Forefront | Blog
Evolving As Your Environment Changes
Recently O’Keefe held a panel discussion around investing in cannabis, dos and don’ts and what to do when considering a reorganization or turnaround. However, conversation started long before our September event. The Michigan cannabis market was experiencing some of the most substantial price decreases in flower in the United States. From a consumer standpoint this sounds like great news. Investors on the other hand were starting to assess their investments, return profiles and more importantly, when do I get to see a return?
Since our discussion M&A activity has slowed, ongoing partnership discussions between competitors and brands looking to vertically integrate all the while watching their cashflow tighten. Many companies have looked to refinance debt for better terms and lower interest rates. Some MSOs have sold off assets in the form of sale lease backs in an effort to de risk and shore up capital. This shift in the market has also begged the question to many operators, is now the time to exit?

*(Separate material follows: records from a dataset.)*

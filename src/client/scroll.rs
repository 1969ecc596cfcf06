// src/client/scroll.rs
use std::time::Duration;
use tokio::sync::mpsc;
use tokio::task::JoinHandle;
use tokio_util::sync::CancellationToken;

pub const SCROLL_DEBOUNCE: Duration = Duration::from_millis(70);

#[derive(Debug, Clone)]
pub struct ScrollHandle {
    tx: mpsc::UnboundedSender<()>,
}

impl ScrollHandle {
    pub fn notify(&self) {
        // the scroller may already be gone after teardown
        let _ = self.tx.send(());
    }
}

pub fn spawn_scroller<F>(delay: Duration, cancel: CancellationToken, mut on_scroll: F) -> (ScrollHandle, JoinHandle<()>)
where
    F: FnMut() + Send + 'static,
{
    let (tx, mut rx) = mpsc::unbounded_channel::<()>();

    let task = tokio::spawn(async move {
        loop {
            tokio::select! {
                _ = cancel.cancelled() => return,
                change = rx.recv() => {
                    if change.is_none() {
                        return;
                    }
                }
            }

            // wait for a quiet period, restarting the timer on every change
            loop {
                tokio::select! {
                    _ = cancel.cancelled() => return,
                    _ = tokio::time::sleep(delay) => {
                        on_scroll();
                        break;
                    }
                    change = rx.recv() => {
                        if change.is_none() {
                            on_scroll();
                            return;
                        }
                    }
                }
            }
        }
    });

    (ScrollHandle { tx }, task)
}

We have seen some large transaction announcements for the first part of 2022. Many of these transactions have been in the works since 2021. Publicly traded companies are still on the sidelines patiently waiting until federal legislation changes and will be well positioned to unify geographical fragment businesses that have been restricted to only selling statewide. Unfortunately, the time horizon keeps getting further away. I have spoken with many companies wanting to sell but understand now is not the time. We have seen an uptick in reorganization and restructuring measures across multiple states. Both voluntary and lender forced. This is alarming for most investors as lenders have the most recourse when it comes to getting capital back all while being personally guaranteed by shareholders. Oh, and bankruptcy is not an option.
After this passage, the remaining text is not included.